> [DIRECTIONS] Return a copy of every line in the data below that contains "spawn".

========================================================================

//! The pool engine.
//!
//! A [`Gateway`] hands requests to a supervisor task, which keeps at most one
//! pool interface task alive per [`DestinationKey`]. The interface spreads
//! requests over connection slots, queues what does not fit, retries what a
//! broken connection lost, and shuts itself down when idle.

mod error;
mod gateway;
mod interface;
mod request;
mod retry;
mod router;
mod slot;
mod supervisor;
mod types;

#[cfg(test)]
mod tests;

pub use error::PoolError;
pub use gateway::Gateway;
pub use request::Outcome;
pub use retry::{FailureKind, RetryCoordinator, RetryDecision};
pub use router::SuperPool;
pub use slot::SlotState;
pub use types::{Destination, DestinationKey, PoolState, PoolStatus, SlotId};

pub(crate) use request::PooledRequest;

use crate::config::{ConfigError, PoolSettings};
use crate::transport::Transport;
use std::sync::Arc;
use supervisor::SupervisorHandle;

/// Create a pool for one destination.
///
/// Settings are validated up front. No connection is opened until the first
/// request (or until `min_connections` asks for one). Must be called from
/// within a Tokio runtime.
pub fn create_pool<T: Send + 'static>(
    destination: Destination,
    settings: PoolSettings,
    transport: Arc<dyn Transport>,
) -> Result<Gateway<T>, ConfigError> {
    settings.validate()?;

    let key = DestinationKey::new(destination, Arc::new(settings));
    Ok(Gateway::new(key, SupervisorHandle::spawn(transport)))
}

/// Create a router that pools connections per destination found in request URIs.
///
/// Every destination gets its own pool with the same settings.
pub fn create_super_pool<T: Send + 'static>(
    settings: PoolSettings,
    transport: Arc<dyn Transport>,
) -> Result<SuperPool<T>, ConfigError> {
    settings.validate()?;

    Ok(SuperPool::new(
        Arc::new(settings),
        SupervisorHandle::spawn(transport),
    ))
}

========================================================================

> [EXPECTED ANSWER]
    Ok(Gateway::new(key, SupervisorHandle::spawn(transport)))
        SupervisorHandle::spawn(transport),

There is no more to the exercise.